[Stored data]
▼▼▼

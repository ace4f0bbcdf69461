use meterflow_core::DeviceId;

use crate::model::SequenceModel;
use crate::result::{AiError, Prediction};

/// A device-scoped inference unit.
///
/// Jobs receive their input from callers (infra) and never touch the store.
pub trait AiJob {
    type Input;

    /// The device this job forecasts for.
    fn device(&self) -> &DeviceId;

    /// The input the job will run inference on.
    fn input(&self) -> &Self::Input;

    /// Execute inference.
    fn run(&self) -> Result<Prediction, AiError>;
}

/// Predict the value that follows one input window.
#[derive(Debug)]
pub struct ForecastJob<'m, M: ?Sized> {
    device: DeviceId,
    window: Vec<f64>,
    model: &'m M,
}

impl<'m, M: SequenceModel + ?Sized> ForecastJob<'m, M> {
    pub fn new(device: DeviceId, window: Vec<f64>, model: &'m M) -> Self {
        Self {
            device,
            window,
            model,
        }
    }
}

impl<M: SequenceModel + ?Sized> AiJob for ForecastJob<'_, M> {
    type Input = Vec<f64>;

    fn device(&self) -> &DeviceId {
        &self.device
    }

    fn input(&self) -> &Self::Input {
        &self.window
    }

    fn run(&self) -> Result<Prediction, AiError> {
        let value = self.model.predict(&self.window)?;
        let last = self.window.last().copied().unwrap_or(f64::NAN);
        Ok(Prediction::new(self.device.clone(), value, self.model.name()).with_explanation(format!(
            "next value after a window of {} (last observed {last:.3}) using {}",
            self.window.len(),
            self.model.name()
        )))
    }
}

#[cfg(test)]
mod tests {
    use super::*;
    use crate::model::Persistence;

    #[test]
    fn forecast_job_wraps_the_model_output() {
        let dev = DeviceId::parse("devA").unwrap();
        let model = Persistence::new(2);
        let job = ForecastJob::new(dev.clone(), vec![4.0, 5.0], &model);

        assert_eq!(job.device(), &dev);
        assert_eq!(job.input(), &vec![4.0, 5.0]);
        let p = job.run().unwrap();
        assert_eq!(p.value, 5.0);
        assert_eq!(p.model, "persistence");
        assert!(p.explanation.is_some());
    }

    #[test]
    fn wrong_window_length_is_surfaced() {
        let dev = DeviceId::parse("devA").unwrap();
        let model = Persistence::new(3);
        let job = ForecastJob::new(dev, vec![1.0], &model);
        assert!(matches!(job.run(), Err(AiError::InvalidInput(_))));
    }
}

▲▲▲
▼▼▼

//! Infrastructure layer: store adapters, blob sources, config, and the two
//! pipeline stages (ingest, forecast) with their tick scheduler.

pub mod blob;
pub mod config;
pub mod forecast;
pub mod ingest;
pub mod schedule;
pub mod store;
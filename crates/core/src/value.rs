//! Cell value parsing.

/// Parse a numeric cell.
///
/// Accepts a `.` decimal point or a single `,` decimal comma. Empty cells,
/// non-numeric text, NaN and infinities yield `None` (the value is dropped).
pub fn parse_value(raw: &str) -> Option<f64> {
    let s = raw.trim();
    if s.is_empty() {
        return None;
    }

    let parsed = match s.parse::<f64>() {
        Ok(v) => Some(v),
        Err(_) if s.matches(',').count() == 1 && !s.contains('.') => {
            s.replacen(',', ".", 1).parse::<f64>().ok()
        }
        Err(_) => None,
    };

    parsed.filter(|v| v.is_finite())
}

▲▲▲
▼▼▼

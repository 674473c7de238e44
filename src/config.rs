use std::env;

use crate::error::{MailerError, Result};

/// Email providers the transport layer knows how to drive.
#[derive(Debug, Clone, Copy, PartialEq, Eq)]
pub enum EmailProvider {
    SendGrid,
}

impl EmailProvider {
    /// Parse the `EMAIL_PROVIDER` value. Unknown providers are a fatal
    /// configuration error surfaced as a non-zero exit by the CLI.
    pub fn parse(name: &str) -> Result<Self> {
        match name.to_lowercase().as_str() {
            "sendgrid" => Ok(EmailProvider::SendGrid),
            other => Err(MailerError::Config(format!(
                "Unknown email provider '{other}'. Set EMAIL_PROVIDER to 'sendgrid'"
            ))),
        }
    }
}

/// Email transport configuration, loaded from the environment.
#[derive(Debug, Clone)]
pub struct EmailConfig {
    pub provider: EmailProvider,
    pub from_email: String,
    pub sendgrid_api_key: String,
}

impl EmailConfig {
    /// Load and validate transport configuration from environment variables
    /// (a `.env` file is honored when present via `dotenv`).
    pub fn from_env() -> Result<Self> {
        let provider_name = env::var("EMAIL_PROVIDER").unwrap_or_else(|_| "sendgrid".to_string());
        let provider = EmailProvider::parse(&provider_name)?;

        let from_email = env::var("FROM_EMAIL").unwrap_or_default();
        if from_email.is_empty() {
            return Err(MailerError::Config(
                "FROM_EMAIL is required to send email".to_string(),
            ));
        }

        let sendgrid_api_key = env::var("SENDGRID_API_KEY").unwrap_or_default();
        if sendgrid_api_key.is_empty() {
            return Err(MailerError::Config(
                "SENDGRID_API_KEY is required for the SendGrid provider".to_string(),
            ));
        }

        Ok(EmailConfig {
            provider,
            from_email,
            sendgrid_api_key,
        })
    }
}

▲▲▲

EXERCISE GOAL: Wherever a line above contains "providers", copy that line.

TASK SOLUTION:
/// Email providers the transport layer knows how to drive.
    /// Parse the `EMAIL_PROVIDER` value. Unknown providers are a fatal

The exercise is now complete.